When you optimize anything, make sure to measure first! (most of us tend to forget this....)
When you optimize Prolog, look out for the following:
- Tail recursion tends to do better (so there goes your "before or after series of statements" question);
 
- Avoid creating choice points you don't need (this depends on the Prolog implementation)
 
- Use an optimal algorithm (as in, don't traverse a list twice if you don't have to).
 
A solution that is "optimized" for a more or less standard Prolog implementation will look maybe a bit different.
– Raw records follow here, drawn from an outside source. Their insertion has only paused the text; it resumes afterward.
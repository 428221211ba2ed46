//! The static opcode table.
//!
//! Every defined instruction byte maps to an [`Opcode`] variant carrying its
//! mnemonic and declared stack arity. Bytes that do not name an instruction
//! decode to [`Opcode::Invalid`].

use num_enum::{IntoPrimitive, TryFromPrimitive};
use once_cell::sync::Lazy;
use strum_macros::{EnumCount, IntoStaticStr};

macro_rules! define_opcodes {
    ($($variant:ident = $byte:literal => ($stack_in:literal, $stack_out:literal),)*) => {
        #[derive(
            Debug,
            Clone,
            Copy,
            PartialEq,
            Eq,
            Hash,
            EnumCount,
            IntoStaticStr,
            TryFromPrimitive,
            IntoPrimitive,
        )]
        #[repr(u8)]
        #[strum(serialize_all = "UPPERCASE")]
        pub enum Opcode {
            $($variant = $byte,)*
        }

        impl Opcode {
            /// Returns the number of stack items consumed and produced.
            pub const fn stack_io(self) -> (usize, usize) {
                match self {
                    $(Opcode::$variant => ($stack_in, $stack_out),)*
                }
            }
        }
    };
}

define_opcodes! {
    // Stop and arithmetic
    Stop = 0x00 => (0, 0),
    Add = 0x01 => (2, 1),
    Mul = 0x02 => (2, 1),
    Sub = 0x03 => (2, 1),
    Div = 0x04 => (2, 1),
    SDiv = 0x05 => (2, 1),
    Mod = 0x06 => (2, 1),
    SMod = 0x07 => (2, 1),
    AddMod = 0x08 => (3, 1),
    MulMod = 0x09 => (3, 1),
    Exp = 0x0a => (2, 1),
    SignExtend = 0x0b => (2, 1),

    // Comparison and bitwise logic
    Lt = 0x10 => (2, 1),
    Gt = 0x11 => (2, 1),
    Slt = 0x12 => (2, 1),
    Sgt = 0x13 => (2, 1),
    Eq = 0x14 => (2, 1),
    IsZero = 0x15 => (1, 1),
    And = 0x16 => (2, 1),
    Or = 0x17 => (2, 1),
    Xor = 0x18 => (2, 1),
    Not = 0x19 => (1, 1),
    Byte = 0x1a => (2, 1),
    Shl = 0x1b => (2, 1),
    Shr = 0x1c => (2, 1),
    Sar = 0x1d => (2, 1),

    Sha3 = 0x20 => (2, 1),

    // Environment
    Address = 0x30 => (0, 1),
    Balance = 0x31 => (1, 1),
    Origin = 0x32 => (0, 1),
    Caller = 0x33 => (0, 1),
    CallValue = 0x34 => (0, 1),
    CallDataLoad = 0x35 => (1, 1),
    CallDataSize = 0x36 => (0, 1),
    CallDataCopy = 0x37 => (3, 0),
    CodeSize = 0x38 => (0, 1),
    CodeCopy = 0x39 => (3, 0),
    GasPrice = 0x3a => (0, 1),
    ExtCodeSize = 0x3b => (1, 1),
    ExtCodeCopy = 0x3c => (4, 0),
    ReturnDataSize = 0x3d => (0, 1),
    ReturnDataCopy = 0x3e => (3, 0),
    ExtCodeHash = 0x3f => (1, 1),

    // Block information
    BlockHash = 0x40 => (1, 1),
    Coinbase = 0x41 => (0, 1),
    Timestamp = 0x42 => (0, 1),
    Number = 0x43 => (0, 1),
    Difficulty = 0x44 => (0, 1),
    GasLimit = 0x45 => (0, 1),

    // Stack, memory, storage and flow
    Pop = 0x50 => (1, 0),
    MLoad = 0x51 => (1, 1),
    MStore = 0x52 => (2, 0),
    MStore8 = 0x53 => (2, 0),
    SLoad = 0x54 => (1, 1),
    SStore = 0x55 => (2, 0),
    Jump = 0x56 => (1, 0),
    JumpI = 0x57 => (2, 0),
    Pc = 0x58 => (0, 1),
    MSize = 0x59 => (0, 1),
    Gas = 0x5a => (0, 1),
    JumpDest = 0x5b => (0, 0),

    Push1 = 0x60 => (0, 1),
    Push2 = 0x61 => (0, 1),
    Push3 = 0x62 => (0, 1),
    Push4 = 0x63 => (0, 1),
    Push5 = 0x64 => (0, 1),
    Push6 = 0x65 => (0, 1),
    Push7 = 0x66 => (0, 1),
    Push8 = 0x67 => (0, 1),
    Push9 = 0x68 => (0, 1),
    Push10 = 0x69 => (0, 1),
    Push11 = 0x6a => (0, 1),
    Push12 = 0x6b => (0, 1),
    Push13 = 0x6c => (0, 1),
    Push14 = 0x6d => (0, 1),
    Push15 = 0x6e => (0, 1),
    Push16 = 0x6f => (0, 1),
    Push17 = 0x70 => (0, 1),
    Push18 = 0x71 => (0, 1),
    Push19 = 0x72 => (0, 1),
    Push20 = 0x73 => (0, 1),
    Push21 = 0x74 => (0, 1),
    Push22 = 0x75 => (0, 1),
    Push23 = 0x76 => (0, 1),
    Push24 = 0x77 => (0, 1),
    Push25 = 0x78 => (0, 1),
    Push26 = 0x79 => (0, 1),
    Push27 = 0x7a => (0, 1),
    Push28 = 0x7b => (0, 1),
    Push29 = 0x7c => (0, 1),
    Push30 = 0x7d => (0, 1),
    Push31 = 0x7e => (0, 1),
    Push32 = 0x7f => (0, 1),

    Dup1 = 0x80 => (1, 2),
    Dup2 = 0x81 => (2, 3),
    Dup3 = 0x82 => (3, 4),
    Dup4 = 0x83 => (4, 5),
    Dup5 = 0x84 => (5, 6),
    Dup6 = 0x85 => (6, 7),
    Dup7 = 0x86 => (7, 8),
    Dup8 = 0x87 => (8, 9),
    Dup9 = 0x88 => (9, 10),
    Dup10 = 0x89 => (10, 11),
    Dup11 = 0x8a => (11, 12),
    Dup12 = 0x8b => (12, 13),
    Dup13 = 0x8c => (13, 14),
    Dup14 = 0x8d => (14, 15),
    Dup15 = 0x8e => (15, 16),
    Dup16 = 0x8f => (16, 17),

    Swap1 = 0x90 => (2, 2),
    Swap2 = 0x91 => (3, 3),
    Swap3 = 0x92 => (4, 4),
    Swap4 = 0x93 => (5, 5),
    Swap5 = 0x94 => (6, 6),
    Swap6 = 0x95 => (7, 7),
    Swap7 = 0x96 => (8, 8),
    Swap8 = 0x97 => (9, 9),
    Swap9 = 0x98 => (10, 10),
    Swap10 = 0x99 => (11, 11),
    Swap11 = 0x9a => (12, 12),
    Swap12 = 0x9b => (13, 13),
    Swap13 = 0x9c => (14, 14),
    Swap14 = 0x9d => (15, 15),
    Swap15 = 0x9e => (16, 16),
    Swap16 = 0x9f => (17, 17),

    Log0 = 0xa0 => (2, 0),
    Log1 = 0xa1 => (3, 0),
    Log2 = 0xa2 => (4, 0),
    Log3 = 0xa3 => (5, 0),
    Log4 = 0xa4 => (6, 0),

    // System
    Create = 0xf0 => (3, 1),
    Call = 0xf1 => (7, 1),
    CallCode = 0xf2 => (7, 1),
    Return = 0xf3 => (2, 0),
    DelegateCall = 0xf4 => (6, 1),
    Create2 = 0xf5 => (4, 1),
    StaticCall = 0xfa => (6, 1),
    Revert = 0xfd => (2, 0),
    Invalid = 0xfe => (0, 0),
    SelfDestruct = 0xff => (1, 0),
}

/// Static description of one instruction byte.
#[derive(Debug, Clone, Copy, PartialEq, Eq)]
pub struct OpInfo {
    pub opcode: Opcode,
    pub name: &'static str,
    pub stack_in: usize,
    pub stack_out: usize,
}

static OPCODE_TABLE: Lazy<[OpInfo; 256]> =
    Lazy::new(|| std::array::from_fn(|byte| Opcode::decode(byte as u8).info()));

impl Opcode {
    /// Decodes an instruction byte, mapping undefined bytes to `INVALID`.
    pub fn decode(byte: u8) -> Self {
        Self::try_from(byte).unwrap_or(Opcode::Invalid)
    }

    /// Returns the table entry for an instruction byte.
    pub fn lookup(byte: u8) -> &'static OpInfo {
        &OPCODE_TABLE[byte as usize]
    }

    pub fn name(self) -> &'static str {
        self.into()
    }

    pub fn info(self) -> OpInfo {
        let (stack_in, stack_out) = self.stack_io();
        OpInfo {
            opcode: self,
            name: self.name(),
            stack_in,
            stack_out,
        }
    }

    /// Number of immediate bytes following a `PUSHn`.
    pub fn push_size(self) -> Option<usize> {
        let byte = u8::from(self);
        (0x60..=0x7f)
            .contains(&byte)
            .then(|| (byte - 0x5f) as usize)
    }

    /// Depth addressed by a `DUPn`.
    pub fn dup_depth(self) -> Option<usize> {
        let byte = u8::from(self);
        (0x80..=0x8f)
            .contains(&byte)
            .then(|| (byte - 0x7f) as usize)
    }

    /// Depth addressed by a `SWAPn`.
    pub fn swap_depth(self) -> Option<usize> {
        let byte = u8::from(self);
        (0x90..=0x9f)
            .contains(&byte)
            .then(|| (byte - 0x8f) as usize)
    }

    /// Number of topics of a `LOGn`.
    pub fn log_topics(self) -> Option<usize> {
        let byte = u8::from(self);
        (0xa0..=0xa4)
            .contains(&byte)
            .then(|| (byte - 0xa0) as usize)
    }

    /// Whether executing this opcode ends the run without an error.
    pub fn is_halting(self) -> bool {
        matches!(self, Opcode::Stop | Opcode::Return)
    }
}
I will name it list_uniq (in analogy to the command-line uniq tool):
list_uniq([], []). % Base case
list_uniq([H|T], U) :-
    list_uniq_1(T, H, U). % Helper predicate
list_uniq_1([], X, [X]).
list_uniq_1([H|T], X, U) :-
    (   H == X
    ->  list_uniq_1(T, X, U)
    ;   [X|U1] = U,
        list_uniq_1(T, H, U1)
    ).
It is different from the reduce0/2 by @CapelliC because it uses lagging to avoid the inherent non-determinism of [X|Xs] and [X,X|Xs] in the first argument.
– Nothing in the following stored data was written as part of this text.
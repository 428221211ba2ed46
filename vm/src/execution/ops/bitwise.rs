use super::{ExecutionContext, VmError};
use crate::integer_ops::{self, bool_word};

binary_op!(lt, |a, b| bool_word(a < b));
binary_op!(gt, |a, b| bool_word(a > b));
binary_op!(slt, |a, b| bool_word(integer_ops::signed_lt(a, b)));
binary_op!(sgt, |a, b| bool_word(integer_ops::signed_lt(b, a)));
binary_op!(eq, |a, b| bool_word(a == b));
unary_op!(iszero, |a| bool_word(a.is_zero()));
binary_op!(and, |a, b| a & b);
binary_op!(or, |a, b| a | b);
binary_op!(xor, |a, b| a ^ b);
unary_op!(not, |a| !a);
binary_op!(byte, |index, value| integer_ops::byte(index, value));
binary_op!(shl, |shift, value| integer_ops::shl(shift, value));
binary_op!(shr, |shift, value| integer_ops::shr(shift, value));
binary_op!(sar, |shift, value| integer_ops::sar(shift, value));
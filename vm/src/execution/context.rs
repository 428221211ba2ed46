use std::ops::{Deref, DerefMut};

use ethereum_types::{H160, H256};

use super::{RunState, VmError};
use crate::{
    config::VmConfig,
    host::HostEnvironment,
    integer_ops::{word_to_be, Word},
    memory::to_region,
};

/// Everything an instruction handler may touch while executing.
pub(crate) struct ExecutionContext<'a> {
    pub state: &'a mut RunState,
    pub host: &'a mut dyn HostEnvironment,
    pub config: &'a VmConfig,
}

impl Deref for ExecutionContext<'_> {
    type Target = RunState;

    fn deref(&self) -> &Self::Target {
        self.state
    }
}

impl DerefMut for ExecutionContext<'_> {
    fn deref_mut(&mut self) -> &mut Self::Target {
        self.state
    }
}

impl<'a> ExecutionContext<'a> {
    pub fn new(
        state: &'a mut RunState,
        host: &'a mut dyn HostEnvironment,
        config: &'a VmConfig,
    ) -> Self {
        Self {
            state,
            host,
            config,
        }
    }

    /// Pops an `(offset, length)` pair, offset on top.
    pub fn pop_region(&mut self) -> Result<(usize, usize), VmError> {
        let offset = self.pop()?;
        let len = self.pop()?;
        self.region(offset, len)
    }

    pub fn region(&self, offset: Word, len: Word) -> Result<(usize, usize), VmError> {
        to_region(offset, len, self.config.max_memory_bytes)
    }

    pub fn pop_h256(&mut self) -> Result<H256, VmError> {
        self.pop().map(|value| H256(word_to_be(value)))
    }
}

pub(crate) fn word_to_address(value: Word) -> H160 {
    H160::from_slice(&word_to_be(value)[12..])
}

pub(crate) fn address_to_word(address: H160) -> Word {
    Word::from_big_endian(address.as_bytes())
}

/// Source offsets past the addressable range saturate; every byte read
/// from there is zero.
pub(crate) fn source_offset(value: Word) -> usize {
    if value > Word::from(usize::MAX) {
        usize::MAX
    } else {
        value.low_u64() as usize
    }
}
Now to the claim that it is "optimized":
- It traverses the list exactly once (no need for reversing)
 
- It it tail-recursive
 
- It does not create and discard choice points
 
You will get the same 12 inferences as @CapelliC, and if you then use a somewhat longer list, you will start to see differences:
?- length(As, 100000), maplist(=(a), As),
   length(Bs, 100000), maplist(=(b), Bs),
   length(Cs, 100000), maplist(=(c), Cs),
   append([As, Bs, Cs, As, Cs, Bs], L),
   time(list_uniq(L, U)).
% 600,006 inferences, 0.057 CPU in 0.057 seconds (100% CPU, 10499893 Lips)
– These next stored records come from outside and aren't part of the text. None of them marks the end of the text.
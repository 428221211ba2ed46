//! Native contracts reachable through `CALL`/`STATICCALL` at the reserved
//! addresses `0x01`..`0x08`.

mod bn128;
mod ecrecover;
mod hashes;
mod modexp;

use ethereum_types::H160;

use crate::integer_ops::Word;

pub use self::{
    bn128::{Bn128Add, Bn128Mul, Bn128Pairing},
    ecrecover::EcRecover,
    hashes::{Identity, Ripemd160, Sha256},
    modexp::Modexp,
};

/// Output of a precompile invocation.
#[derive(Debug, Clone, Default, PartialEq, Eq)]
pub struct PrecompileOutput {
    pub return_value: Vec<u8>,
    /// Pushed as the call's status word.
    pub success: bool,
}

impl PrecompileOutput {
    pub fn ok(return_value: Vec<u8>) -> Self {
        Self {
            return_value,
            success: true,
        }
    }

    pub fn failure() -> Self {
        Self::default()
    }
}

pub trait Precompile: Send + Sync {
    fn name(&self) -> &'static str;

    fn call(&self, input: &[u8]) -> PrecompileOutput;
}

const LAST_PRECOMPILE: u64 = 8;

/// Returns the built-in precompile registered at `address`, if any.
pub fn builtin(address: H160) -> Option<&'static dyn Precompile> {
    match address {
        a if a == hash(1) => Some(&EcRecover),
        a if a == hash(2) => Some(&Sha256),
        a if a == hash(3) => Some(&Ripemd160),
        a if a == hash(4) => Some(&Identity),
        a if a == hash(5) => Some(&Modexp),
        a if a == hash(6) => Some(&Bn128Add),
        a if a == hash(7) => Some(&Bn128Mul),
        a if a == hash(8) => Some(&Bn128Pairing),
        _ => None,
    }
}

/// Whether a raw call target word names a reserved precompile address. The
/// whole word is compared, so high bits above the 160-bit address exclude it.
pub fn is_builtin(target: Word) -> bool {
    !target.is_zero() && target <= Word::from(LAST_PRECOMPILE)
}

fn hash(index: u64) -> H160 {
    H160::from_low_u64_be(index)
}

/// Copies `input` into a buffer of exactly `len` bytes, padding with zeros
/// on the right.
pub(crate) fn right_pad(input: &[u8], len: usize) -> Vec<u8> {
    let mut padded = vec![0u8; len];
    let available = input.len().min(len);
    padded[..available].copy_from_slice(&input[..available]);
    padded
}

/// Left pads `bytes` to a 32-byte word.
pub(crate) fn left_pad_word(bytes: &[u8]) -> Vec<u8> {
    let mut word = vec![0u8; 32];
    word[32 - bytes.len()..].copy_from_slice(bytes);
    word
}

#[cfg(test)]
mod tests {
    use super::*;

    #[test]
    fn test_whitelist() {
        assert!(builtin(H160::zero()).is_none());
        assert!(builtin(hash(9)).is_none());
        for index in 1..=8 {
            assert!(is_builtin(Word::from(index)));
            assert!(builtin(hash(index)).is_some());
        }
        assert_eq!(builtin(hash(4)).map(|p| p.name()), Some("IDENTITY"));
    }

    #[test]
    fn test_whitelist_compares_full_word() {
        assert!(!is_builtin(Word::zero()));
        assert!(!is_builtin(Word::from(9)));
        assert!(!is_builtin((Word::one() << 160) + Word::from(4)));
    }

    #[test]
    fn test_identity() {
        let output = Identity.call(b"berry");
        assert_eq!(output, PrecompileOutput::ok(b"berry".to_vec()));
    }
}
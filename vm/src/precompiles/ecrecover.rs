use sha3::{Digest, Keccak256};

use super::{left_pad_word, right_pad, Precompile, PrecompileOutput};

/// Recovers the signer address of `(hash, v, r, s)`.
///
/// An unrecoverable signature is not an exceptional result: the call
/// succeeds with empty output.
#[derive(Debug, Clone, Copy, Default)]
pub struct EcRecover;

impl EcRecover {
    fn recover(input: &[u8; 128]) -> Option<[u8; 20]> {
        let (hash, rest) = input.split_at(32);
        let (v, signature) = rest.split_at(32);

        if v[..31].iter().any(|byte| *byte != 0) {
            return None;
        }
        let recovery_id = v[31].checked_sub(27)?;

        let mut message = [0u8; 32];
        message.copy_from_slice(hash);
        let message = libsecp256k1::Message::parse(&message);
        let signature = libsecp256k1::Signature::parse_standard_slice(signature).ok()?;
        let recovery_id = libsecp256k1::RecoveryId::parse(recovery_id).ok()?;
        let public_key = libsecp256k1::recover(&message, &signature, &recovery_id).ok()?;

        let digest = Keccak256::digest(&public_key.serialize()[1..65]);
        let mut address = [0u8; 20];
        address.copy_from_slice(&digest[12..]);
        Some(address)
    }
}

impl Precompile for EcRecover {
    fn name(&self) -> &'static str {
        "ECRECOVER"
    }

    fn call(&self, input: &[u8]) -> PrecompileOutput {
        let mut padded = [0u8; 128];
        padded.copy_from_slice(&right_pad(input, 128));
        match Self::recover(&padded) {
            Some(address) => PrecompileOutput::ok(left_pad_word(&address)),
            None => PrecompileOutput::ok(Vec::new()),
        }
    }
}
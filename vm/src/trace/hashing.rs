use ethereum_types::H256;
use once_cell::sync::Lazy;
use sha3::{Digest, Keccak256};

use crate::integer_ops::{word_to_be, Word};

/// Placeholder hash of padding nodes and omitted witnesses.
pub const ZERO_HASH: H256 = H256([0u8; 32]);

/// `keccak256("")`, the hash of an empty memory image.
pub static EMPTY_HASH: Lazy<H256> = Lazy::new(|| keccak(&[]));

pub fn keccak(data: &[u8]) -> H256 {
    H256::from_slice(&Keccak256::digest(data))
}

/// Hash of the 64-byte concatenation `left ‖ right`.
pub fn keccak_pair(left: &H256, right: &H256) -> H256 {
    let mut hasher = Keccak256::new();
    hasher.update(left.as_bytes());
    hasher.update(right.as_bytes());
    H256::from_slice(&hasher.finalize())
}

pub fn word_to_h256(value: Word) -> H256 {
    H256(word_to_be(value))
}

/// Every link of the stack hash chain over `elements`, starting with
/// `sibling` itself.
pub fn stack_hashes(elements: &[H256], sibling: H256) -> Vec<H256> {
    let mut hashes = Vec::with_capacity(elements.len() + 1);
    hashes.push(sibling);
    let mut last = sibling;
    for element in elements {
        last = keccak_pair(&last, element);
        hashes.push(last);
    }
    hashes
}

/// Last link of the stack hash chain.
pub fn stack_hash(elements: &[H256], sibling: H256) -> H256 {
    elements
        .iter()
        .fold(sibling, |last, element| keccak_pair(&last, element))
}

#[cfg(test)]
mod tests {
    use super::*;

    #[test]
    fn test_empty_hash() {
        assert_eq!(
            hex::encode(EMPTY_HASH.as_bytes()),
            "c5d2460186f7233c927e7db2dcc703c0e500b653ca82273b7bfad8045d85a470"
        );
    }

    #[test]
    fn test_stack_chain_is_incremental() {
        let elements = [H256::repeat_byte(1), H256::repeat_byte(2), H256::repeat_byte(3)];
        let full = stack_hashes(&elements, ZERO_HASH);
        assert_eq!(full.len(), 4);
        assert_eq!(full[0], ZERO_HASH);

        let tail = stack_hashes(&elements[2..], full[2]);
        assert_eq!(tail.last(), full.last());
        assert_eq!(stack_hash(&elements, ZERO_HASH), full[3]);
        assert_eq!(stack_hash(&[], ZERO_HASH), ZERO_HASH);
    }
}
As = [a, a, a, a, a, a, a, a, a|...],
Bs = [b, b, b, b, b, b, b, b, b|...],
Cs = [c, c, c, c, c, c, c, c, c|...],
L = [a, a, a, a, a, a, a, a, a|...],
U = [a, b, c, a, c, b].
The same query with reduce0, reduce1, reduce2 from @CapelliC's answer:
% reduce0(L, U)
% 600,001 inferences, 0.125 CPU in 0.125 seconds (100% CPU, 4813955 Lips)
% reduce1(L, U)
% 1,200,012 inferences, 0.393 CPU in 0.394 seconds (100% CPU, 3050034 Lips)
% reduce2(L, U)
% 2,400,004 inferences, 0.859 CPU in 0.861 seconds (100% CPU, 2792792 Lips)
So, creating and discarding choice points with cuts (!) has a price, too.
However, list_uniq/2, as it stands, can be wrong for queries where the first argument is not ground:
?- list_uniq([a,B], [a,b]).
B = b. % OK
?- list_uniq([a,A], [a]).
false. % WRONG!
reduce0/2 and reduce1/2 can be wrong, too:
?- reduce0([a,B], [a,b]).
false.
?- reduce1([a,B], [a,b]).
false.
As for reduce2/2, I am not sure about this one:
?- reduce2([a,A], [a,a]).
A = a.
Instead, using the definition of if_/3 from this answer:
list_uniq_d([], []). % Base case
list_uniq_d([H|T], U) :-
    list_uniq_d_1(T, H, U). % Helper predicate
list_uniq_d_1([], X, [X]).
list_uniq_d_1([H|T], X, U) :-
    if_(H = X,
        list_uniq_d_1(T, H, U),
        (   [X|U1] = U,
            list_uniq_d_1(T, H, U1)
        )
    ).
With it:
?- list_uniq_d([a,a,a,b], U).
U = [a, b].
?- list_uniq_d([a,a,a,b,b], U).
U = [a, b].
?- list_uniq_d([a,A], U).
A = a,
U = [a] ;
U = [a, A],
dif(A, a).
?- list_uniq_d([a,A], [a]).
A = a ;
false. % Dangling choice point
?- list_uniq_d([a,A], [a,a]).
false.
?- list_uniq_d([a,B], [a,b]).
B = b.
?- list_uniq_d([a,A], [a,a]).
false.
It takes longer, but the predicate seems to be correct.
With the same query as used for the other timings:
% 3,000,007 inferences, 1.140 CPU in 1.141 seconds (100% CPU, 2631644 Lips)